> TASK STATEMENT: When you reach the line in the data below that contains "List recent operations", please start repeating lines exactly, and stop after the line that contains "let args = Cli::parse();", repeating nothing else.

> EXTRACTED RECORDS:
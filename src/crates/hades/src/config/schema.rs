//! Configuration schema for the Hades rollback agent

use crate::error::{HadesError, Result};
use serde::{Deserialize, Serialize};
use std::collections::BTreeMap;
use std::path::PathBuf;

/// Main Hades configuration
///
/// Built once at startup and handed to every component; nothing below the
/// loader reads the process environment.
#[derive(Debug, Clone, Serialize, Deserialize, Default)]
pub struct HadesConfig {
    /// Operation log database
    #[serde(default)]
    pub database: DatabaseConfig,

    /// Row store that SQL operations run against
    #[serde(default)]
    pub row_store: RowStoreConfig,

    /// Backup artifact storage
    #[serde(default)]
    pub snapshots: SnapshotConfig,

    /// Tracker-specific settings
    #[serde(default)]
    pub trackers: TrackersConfig,

    /// HTTP server settings
    #[serde(default)]
    pub server: ServerConfig,

    /// Logging configuration
    #[serde(default)]
    pub logging: LoggingConfig,

    /// Rollback hint templates
    #[serde(default)]
    pub rollback: RollbackConfig,
}

/// Operation log database configuration
#[derive(Debug, Clone, Serialize, Deserialize)]
pub struct DatabaseConfig {
    /// SQLite connection string (supports `${VAR}` expansion)
    pub url: String,

    /// Maximum pooled connections
    #[serde(default = "default_max_connections")]
    pub max_connections: u32,
}

impl Default for DatabaseConfig {
    fn default() -> Self {
        Self {
            url: "sqlite:hades.db?mode=rwc".to_string(),
            max_connections: default_max_connections(),
        }
    }
}

/// Row store configuration
#[derive(Debug, Clone, Serialize, Deserialize)]
pub struct RowStoreConfig {
    /// SQLite connection string (supports `${VAR}` expansion)
    pub url: String,

    /// Maximum pooled connections
    #[serde(default = "default_max_connections")]
    pub max_connections: u32,
}

impl Default for RowStoreConfig {
    fn default() -> Self {
        Self {
            url: "sqlite:rows.db?mode=rwc".to_string(),
            max_connections: default_max_connections(),
        }
    }
}

fn default_max_connections() -> u32 {
    5
}

/// Snapshot storage configuration
#[derive(Debug, Clone, Serialize, Deserialize)]
pub struct SnapshotConfig {
    /// Directory backup artifacts are written to
    pub dir: PathBuf,
}

impl Default for SnapshotConfig {
    fn default() -> Self {
        Self {
            dir: PathBuf::from("storage/snapshots/files"),
        }
    }
}

/// Tracker settings
#[derive(Debug, Clone, Serialize, Deserialize, Default)]
pub struct TrackersConfig {
    /// Container runtime settings
    #[serde(default)]
    pub container: ContainerConfig,
}

/// Container runtime configuration
#[derive(Debug, Clone, Serialize, Deserialize)]
pub struct ContainerConfig {
    /// Runtime CLI binary ("docker", "podman", ...)
    pub binary: String,

    /// Per-command timeout in seconds; unset means no limit
    #[serde(default, skip_serializing_if = "Option::is_none")]
    pub command_timeout_secs: Option<u64>,
}

impl Default for ContainerConfig {
    fn default() -> Self {
        Self {
            binary: "docker".to_string(),
            command_timeout_secs: None,
        }
    }
}

/// HTTP server configuration
#[derive(Debug, Clone, Serialize, Deserialize)]
pub struct ServerConfig {
    /// Bind address
    pub host: String,

    /// Bind port
    pub port: u16,
}

impl Default for ServerConfig {
    fn default() -> Self {
        Self {
            host: "127.0.0.1".to_string(),
            port: 8008,
        }
    }
}

/// Logging configuration
#[derive(Debug, Clone, Serialize, Deserialize)]
pub struct LoggingConfig {
    /// Log level: "trace", "debug", "info", "warn", "error"
    pub level: String,

    /// Log format: "compact", "pretty", "json"
    pub format: String,
}

impl Default for LoggingConfig {
    fn default() -> Self {
        Self {
            level: "info".to_string(),
            format: "compact".to_string(),
        }
    }
}

/// One rollback hint rule
#[derive(Debug, Clone, Serialize, Deserialize, PartialEq, Eq)]
pub struct StrategyRule {
    /// Template with `{container}`, `{path}`, `{table}`, `{predicate}`, `{command}` placeholders
    pub template: String,

    /// Optional human description of the strategy
    #[serde(default, skip_serializing_if = "Option::is_none")]
    pub description: Option<String>,
}

impl StrategyRule {
    fn new(template: &str, description: &str) -> Self {
        Self {
            template: template.to_string(),
            description: Some(description.to_string()),
        }
    }
}

/// Rollback hint configuration, keyed by operation type
#[derive(Debug, Clone, Serialize, Deserialize)]
pub struct RollbackConfig {
    pub strategies: BTreeMap<String, StrategyRule>,
}

impl Default for RollbackConfig {
    fn default() -> Self {
        let mut strategies = BTreeMap::new();
        strategies.insert(
            "docker_stop".to_string(),
            StrategyRule::new("docker start {container}", "Start the stopped container again"),
        );
        strategies.insert(
            "docker_start".to_string(),
            StrategyRule::new("docker stop {container}", "Stop the started container again"),
        );
        strategies.insert(
            "file_write".to_string(),
            StrategyRule::new(
                "Restore {path} from its snapshot backup",
                "Copy the captured backup over the written file",
            ),
        );
        strategies.insert(
            "file_delete".to_string(),
            StrategyRule::new(
                "Restore {path} from its snapshot backup",
                "Recreate the deleted file from the captured backup",
            ),
        );
        strategies.insert(
            "sql_update".to_string(),
            StrategyRule::new(
                "Restore captured rows of {table} matching {predicate}",
                "Write every captured column value back, keyed by id",
            ),
        );
        strategies.insert(
            "sql_delete".to_string(),
            StrategyRule::new(
                "Re-insert captured rows into {table} matching {predicate}",
                "Insert every captured row verbatim",
            ),
        );
        Self { strategies }
    }
}

impl HadesConfig {
    /// Resolve environment variables in connection strings
    ///
    /// Supports ${VAR_NAME} syntax
    pub fn resolve_env_vars(&mut self) {
        self.database.url = Self::expand_env_var(&self.database.url);
        self.row_store.url = Self::expand_env_var(&self.row_store.url);
    }

    /// Expand environment variable in a string
    fn expand_env_var(value: &str) -> String {
        if value.starts_with("${") && value.ends_with('}') {
            let var_name = &value[2..value.len() - 1];
            std::env::var(var_name).unwrap_or_else(|_| value.to_string())
        } else {
            value.to_string()
        }
    }

    /// Reject configurations the agent cannot start with
    pub fn validate(&self) -> Result<()> {
        if self.database.url.trim().is_empty() {
            return Err(HadesError::Config("database.url must not be empty".to_string()));
        }
        if self.row_store.url.trim().is_empty() {
            return Err(HadesError::Config("row_store.url must not be empty".to_string()));
        }
        if self.database.max_connections == 0 || self.row_store.max_connections == 0 {
            return Err(HadesError::Config("max_connections must be at least 1".to_string()));
        }
        if self.trackers.container.binary.trim().is_empty() {
            return Err(HadesError::Config(
                "trackers.container.binary must not be empty".to_string(),
            ));
        }
        match self.logging.format.as_str() {
            "compact" | "pretty" | "json" => {}
            other => {
                return Err(HadesError::Config(format!(
                    "Unsupported logging.format '{}'. Expected compact, pretty or json",
                    other
                )))
            }
        }
        Ok(())
    }

    /// Bind address for the HTTP server
    pub fn server_addr(&self) -> String {
        format!("{}:{}", self.server.host, self.server.port)
    }
}

#[cfg(test)]
mod tests {
    use super::*;

    #[test]
    fn test_default_config() {
        let config = HadesConfig::default();
        assert_eq!(config.database.url, "sqlite:hades.db?mode=rwc");
        assert_eq!(config.trackers.container.binary, "docker");
        assert_eq!(config.server.port, 8008);
        assert_eq!(config.logging.level, "info");
        assert!(config.validate().is_ok());
    }

    #[test]
    fn test_default_strategies_cover_known_types() {
        let config = HadesConfig::default();
        for op in ["docker_stop", "docker_start", "file_write", "sql_update", "sql_delete"] {
            assert!(config.rollback.strategies.contains_key(op), "missing {}", op);
        }
        assert_eq!(
            config.rollback.strategies["docker_stop"].template,
            "docker start {container}"
        );
    }

    #[test]
    fn test_env_var_expansion() {
        let mut config = HadesConfig::default();
        config.row_store.url = "${HADES_TEST_ROW_URL}".to_string();

        std::env::set_var("HADES_TEST_ROW_URL", "sqlite::memory:");
        config.resolve_env_vars();
        std::env::remove_var("HADES_TEST_ROW_URL");

        assert_eq!(config.row_store.url, "sqlite::memory:");
    }

    #[test]
    fn test_unset_env_var_is_left_alone() {
        let mut config = HadesConfig::default();
        config.database.url = "${HADES_SURELY_UNSET_VAR}".to_string();
        config.resolve_env_vars();
        assert_eq!(config.database.url, "${HADES_SURELY_UNSET_VAR}");
    }

    #[test]
    fn test_validate_rejects_bad_format() {
        let mut config = HadesConfig::default();
        config.logging.format = "xml".to_string();
        assert!(config.validate().is_err());
    }

    #[test]
    fn test_container_config_deserializes() {
        let toml = r#"
            binary = "podman"
            command_timeout_secs = 30
        "#;

        let config: ContainerConfig = toml::from_str(toml).unwrap();
        assert_eq!(config.binary, "podman");
        assert_eq!(config.command_timeout_secs, Some(30));
    }
}
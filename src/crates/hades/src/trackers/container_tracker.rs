//! Container tracker
//!
//! Records whether a container was running before a lifecycle command and
//! puts it back into that state on rollback. All runtime calls go through
//! [`ContainerRuntime`]; [`DockerCli`] shells out to the configured binary.

use crate::classifier::Target;
use crate::config::ContainerConfig;
use crate::error::{HadesError, Result};
use crate::models::{
    Compensation, ContainerSnapshot, ResourceKind, RollbackAction, RollbackOutcome, StateSnapshot,
};
use crate::trackers::Tracker;
use async_trait::async_trait;
use chrono::Utc;
use serde::Deserialize;
use std::sync::Arc;
use std::time::Duration;
use tokio::process::Command;
use tracing::{debug, info, warn};

/// Container state as reported by the runtime
#[derive(Debug, Clone, PartialEq, Eq)]
pub struct ContainerState {
    pub id: String,
    pub running: bool,
    pub status: String,
    pub image: String,
}

/// Container runtime operations needed for capture and compensation
#[async_trait]
pub trait ContainerRuntime: Send + Sync {
    /// Inspect a container; `Ok(None)` when the runtime does not know it
    async fn inspect(&self, name: &str) -> Result<Option<ContainerState>>;

    async fn start(&self, name: &str) -> Result<()>;

    async fn stop(&self, name: &str) -> Result<()>;
}

#[derive(Debug, Deserialize)]
struct InspectOutput {
    #[serde(rename = "Id")]
    id: String,
    #[serde(rename = "State")]
    state: InspectState,
    #[serde(rename = "Config")]
    config: Option<InspectConfig>,
}

#[derive(Debug, Deserialize)]
struct InspectState {
    #[serde(rename = "Status", default)]
    status: String,
    #[serde(rename = "Running", default)]
    running: bool,
}

#[derive(Debug, Deserialize)]
struct InspectConfig {
    #[serde(rename = "Image", default)]
    image: String,
}

/// Parse `docker inspect` JSON output (an array with one object)
pub fn parse_inspect_output(stdout: &str) -> Result<Option<ContainerState>> {
    let entries: Vec<InspectOutput> = serde_json::from_str(stdout)?;
    Ok(entries.into_iter().next().map(|entry| ContainerState {
        id: entry.id,
        running: entry.state.running,
        status: entry.state.status,
        image: entry.config.map(|c| c.image).unwrap_or_default(),
    }))
}

/// Runtime backed by the docker (or compatible) CLI
#[derive(Debug, Clone)]
pub struct DockerCli {
    binary: String,
    timeout: Option<Duration>,
}

impl DockerCli {
    pub fn new(binary: impl Into<String>, timeout: Option<Duration>) -> Self {
        Self {
            binary: binary.into(),
            timeout,
        }
    }

    pub fn from_config(config: &ContainerConfig) -> Self {
        Self::new(
            config.binary.clone(),
            config.command_timeout_secs.map(Duration::from_secs),
        )
    }

    async fn run(&self, args: &[&str]) -> Result<std::process::Output> {
        debug!(binary = %self.binary, ?args, "Running container runtime command");

        let mut command = Command::new(&self.binary);
        command.args(args).kill_on_drop(true);

        let output = match self.timeout {
            Some(limit) => tokio::time::timeout(limit, command.output())
                .await
                .map_err(|_| {
                    HadesError::Runtime(format!(
                        "{} {} timed out after {}s",
                        self.binary,
                        args.join(" "),
                        limit.as_secs()
                    ))
                })?,
            None => command.output().await,
        };

        output.map_err(|e| HadesError::Runtime(format!("Failed to run {}: {}", self.binary, e)))
    }

    async fn run_checked(&self, args: &[&str]) -> Result<()> {
        let output = self.run(args).await?;
        if output.status.success() {
            Ok(())
        } else {
            Err(HadesError::Runtime(
                String::from_utf8_lossy(&output.stderr).trim().to_string(),
            ))
        }
    }
}

#[async_trait]
impl ContainerRuntime for DockerCli {
    async fn inspect(&self, name: &str) -> Result<Option<ContainerState>> {
        let output = self.run(&["inspect", name]).await?;

        if !output.status.success() {
            let stderr = String::from_utf8_lossy(&output.stderr);
            if stderr.contains("No such") {
                return Ok(None);
            }
            return Err(HadesError::Runtime(stderr.trim().to_string()));
        }

        parse_inspect_output(&String::from_utf8_lossy(&output.stdout))
    }

    async fn start(&self, name: &str) -> Result<()> {
        self.run_checked(&["start", name]).await
    }

    async fn stop(&self, name: &str) -> Result<()> {
        self.run_checked(&["stop", name]).await
    }
}

/// Tracker for `docker_*` / `container_*` operations
#[derive(Clone)]
pub struct ContainerTracker {
    runtime: Arc<dyn ContainerRuntime>,
}

impl ContainerTracker {
    pub fn new(runtime: Arc<dyn ContainerRuntime>) -> Self {
        Self { runtime }
    }

    async fn snapshot(&self, name: &str) -> ContainerSnapshot {
        match self.runtime.inspect(name).await {
            Ok(Some(state)) => ContainerSnapshot {
                container: name.to_string(),
                exists: true,
                running: state.running,
                container_id: Some(state.id),
                image: Some(state.image),
                status: Some(state.status),
                error: None,
                captured_at: Utc::now(),
            },
            Ok(None) => ContainerSnapshot::absent(name, None),
            Err(e) => {
                warn!(container = %name, error = %e, "Container inspect failed");
                ContainerSnapshot::absent(name, Some(e.to_string()))
            }
        }
    }

    async fn compensate(
        &self,
        compensation: Compensation,
        before: &ContainerSnapshot,
    ) -> RollbackOutcome {
        let name = before.container.as_str();

        if !before.exists {
            return RollbackOutcome::succeeded(
                RollbackAction::NoOpAlreadyCorrectState,
                format!("Container {} did not exist before the operation", name),
            );
        }

        match compensation {
            Compensation::RestartStopped if before.running => match self.runtime.start(name).await {
                Ok(()) => {
                    info!(container = %name, "Container started back up");
                    RollbackOutcome::succeeded(
                        RollbackAction::StartedBackUp,
                        format!("Started container {}", name),
                    )
                }
                Err(e) => RollbackOutcome::failed(RollbackAction::Failed, e.to_string()),
            },
            Compensation::StopStarted if !before.running => match self.runtime.stop(name).await {
                Ok(()) => {
                    info!(container = %name, "Container stopped back down");
                    RollbackOutcome::succeeded(
                        RollbackAction::StoppedBackDown,
                        format!("Stopped container {}", name),
                    )
                }
                Err(e) => RollbackOutcome::failed(RollbackAction::Failed, e.to_string()),
            },
            Compensation::RestartStopped | Compensation::StopStarted => RollbackOutcome::succeeded(
                RollbackAction::NoOpAlreadyCorrectState,
                format!(
                    "Container {} was {} before the operation; nothing to do",
                    name,
                    if before.running { "running" } else { "not running" }
                ),
            ),
            other => RollbackOutcome::failed(
                RollbackAction::NoStrategy,
                format!("Container tracker cannot run {:?}", other),
            ),
        }
    }
}

#[async_trait]
impl Tracker for ContainerTracker {
    fn kind(&self) -> ResourceKind {
        ResourceKind::Container
    }

    async fn capture_before(&self, target: &Target) -> StateSnapshot {
        match target {
            Target::Container { name } => StateSnapshot::Container(self.snapshot(name).await),
            other => {
                StateSnapshot::uncaptured(format!("container tracker cannot capture {:?}", other))
            }
        }
    }

    async fn execute_rollback(
        &self,
        compensation: Compensation,
        before: &StateSnapshot,
    ) -> RollbackOutcome {
        match before {
            StateSnapshot::Container(snapshot) => self.compensate(compensation, snapshot).await,
            _ => RollbackOutcome::failed(
                RollbackAction::MissingTarget,
                "No container snapshot was captured",
            ),
        }
    }
}
//! Endpoint handlers
//!
//! Rollback outcomes are returned with 200 whether or not the compensation
//! succeeded; `success` in the body carries the result. Extractor rejections
//! are turned into [`ApiError`] so every failure has the same body shape.

use axum::{
    extract::{
        rejection::{JsonRejection, QueryRejection},
        Path, Query, State,
    },
    http::StatusCode,
    Json,
};

use crate::api::{
    error::{ApiError, ApiResult},
    models::{
        validate_page, CompleteRequest, CompleteResponse, HealthResponse, OperationListQuery,
        RollbackRequest, RollbackResponse, TrackRequest, TrackResponse,
    },
    routes::AppState,
};
use crate::models::{Operation, OperationSummary};

/// POST /api/track
pub async fn track(
    State(state): State<AppState>,
    payload: Result<Json<TrackRequest>, JsonRejection>,
) -> ApiResult<Json<TrackResponse>> {
    let Json(req) = payload?;
    let operation_id = state
        .engine
        .track(&req.command, &req.operation_type, req.correlation_id)
        .await?;

    Ok(Json(TrackResponse { operation_id }))
}

/// POST /api/complete
pub async fn complete(
    State(state): State<AppState>,
    payload: Result<Json<CompleteRequest>, JsonRejection>,
) -> ApiResult<Json<CompleteResponse>> {
    let Json(req) = payload?;
    state.engine.complete(&req.operation_id, req.success).await?;

    Ok(Json(CompleteResponse {
        status: "recorded".to_string(),
    }))
}

/// POST /api/rollback
pub async fn rollback(
    State(state): State<AppState>,
    payload: Result<Json<RollbackRequest>, JsonRejection>,
) -> ApiResult<Json<RollbackResponse>> {
    let Json(req) = payload?;
    if let Some(operation_id) = req.operation_id.filter(|id| !id.trim().is_empty()) {
        let outcome = state.engine.rollback(&operation_id).await;
        return Ok(Json(RollbackResponse::single(operation_id, outcome)));
    }

    let count = validate_page("count", req.count.unwrap_or(1))?;
    let reports = state.engine.rollback_last(count).await?;
    Ok(Json(RollbackResponse::Batch(reports)))
}

/// GET /api/operations?limit=N
pub async fn list_operations(
    State(state): State<AppState>,
    query: Result<Query<OperationListQuery>, QueryRejection>,
) -> ApiResult<Json<Vec<OperationSummary>>> {
    let Query(query) = query?;
    let limit = validate_page("limit", query.limit)?;
    Ok(Json(state.engine.list_recent(limit).await?))
}

/// GET /api/operations/:id
pub async fn get_operation(
    State(state): State<AppState>,
    Path(id): Path<String>,
) -> ApiResult<Json<Operation>> {
    state
        .engine
        .get(&id)
        .await?
        .map(Json)
        .ok_or_else(|| ApiError::NotFound(format!("Operation {} not found", id)))
}

/// GET /api/health
pub async fn health(State(state): State<AppState>) -> (StatusCode, Json<HealthResponse>) {
    match state.engine.health_check().await {
        Ok(()) => (StatusCode::OK, Json(HealthResponse::new("healthy", "connected"))),
        Err(e) => {
            tracing::warn!(error = %e, "Health check failed");
            (
                StatusCode::SERVICE_UNAVAILABLE,
                Json(HealthResponse::new("unhealthy", "error")),
            )
        }
    }
}
//! Hades CLI
//!
//! Track, inspect and roll back operations from the command line.

use clap::{Parser, Subcommand};
use colored::Colorize;
use hades::{cli, config, logging, RollbackEngine};
use std::path::PathBuf;

#[derive(Parser)]
#[command(name = "hades")]
#[command(about = "Hades - track operations and roll them back", long_about = None)]
#[command(version = env!("CARGO_PKG_VERSION"))]
struct Cli {
    /// Explicit configuration file, applied after the standard locations
    #[arg(short, long, global = true, env = "HADES_CONFIG")]
    config: Option<PathBuf>,

    #[command(subcommand)]
    command: Commands,
}

#[derive(Subcommand)]
enum Commands {
    /// List recent operations
    List {
        /// Maximum number of operations to show
        #[arg(short, long, default_value_t = 10)]
        limit: u32,
    },
    /// Roll back one operation
    Rollback {
        /// Operation ID
        #[arg(long)]
        id: String,
    },
    /// Roll back the most recent operations that are not rolled back yet
    RollbackLast {
        /// How many operations to roll back
        #[arg(short, long, default_value_t = 1)]
        count: u32,
    },
    /// Track a command before running it; prints the operation ID
    Track {
        /// Operation type, e.g. file_write, docker_stop, sql_update
        #[arg(short = 't', long = "type")]
        operation_type: String,
        /// External reference for the caller's own bookkeeping
        #[arg(long)]
        correlation_id: Option<String>,
        /// The command that is about to run
        command: String,
    },
    /// Record that a tracked command finished
    Complete {
        /// Operation ID
        #[arg(long)]
        id: String,
        /// The command failed
        #[arg(long)]
        failed: bool,
    },
    /// Show the full record of one operation
    Show {
        /// Operation ID
        #[arg(long)]
        id: String,
    },
}

#[tokio::main]
async fn main() -> anyhow::Result<()> {
    let args = Cli::parse();

    let config = config::load_config(args.config.as_deref()).await?;
    logging::init(&config.logging);

    let engine = match RollbackEngine::from_config(&config).await {
        Ok(engine) => engine,
        Err(e) => {
            eprintln!("{} {}", "✗ Failed to start:".red().bold(), e);
            return Err(e.into());
        }
    };

    let succeeded = match args.command {
        Commands::List { limit } => cli::handle_list(&engine, limit).await.map(|_| true)?,
        Commands::Rollback { id } => cli::handle_rollback(&engine, id).await?,
        Commands::RollbackLast { count } => cli::handle_rollback_last(&engine, count).await?,
        Commands::Track {
            operation_type,
            correlation_id,
            command,
        } => cli::handle_track(&engine, operation_type, command, correlation_id)
            .await
            .map(|_| true)?,
        Commands::Complete { id, failed } => cli::handle_complete(&engine, id, !failed)
            .await
            .map(|_| true)?,
        Commands::Show { id } => cli::handle_show(&engine, id).await.map(|_| true)?,
    };

    if !succeeded {
        std::process::exit(1);
    }
    Ok(())
}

> TASK SOLUTION:
    /// List recent operations
    List {
        /// Maximum number of operations to show
        #[arg(short, long, default_value_t = 10)]
        limit: u32,
    },
    /// Roll back one operation
    Rollback {
        /// Operation ID
        #[arg(long)]
        id: String,
    },
    /// Roll back the most recent operations that are not rolled back yet
    RollbackLast {
        /// How many operations to roll back
        #[arg(short, long, default_value_t = 1)]
        count: u32,
    },
    /// Track a command before running it; prints the operation ID
    Track {
        /// Operation type, e.g. file_write, docker_stop, sql_update
        #[arg(short = 't', long = "type")]
        operation_type: String,
        /// External reference for the caller's own bookkeeping
        #[arg(long)]
        correlation_id: Option<String>,
        /// The command that is about to run
        command: String,
    },
    /// Record that a tracked command finished
    Complete {
        /// Operation ID
        #[arg(long)]
        id: String,
        /// The command failed
        #[arg(long)]
        failed: bool,
    },
    /// Show the full record of one operation
    Show {
        /// Operation ID
        #[arg(long)]
        id: String,
    },
}

#[tokio::main]
async fn main() -> anyhow::Result<()> {
    let args = Cli::parse();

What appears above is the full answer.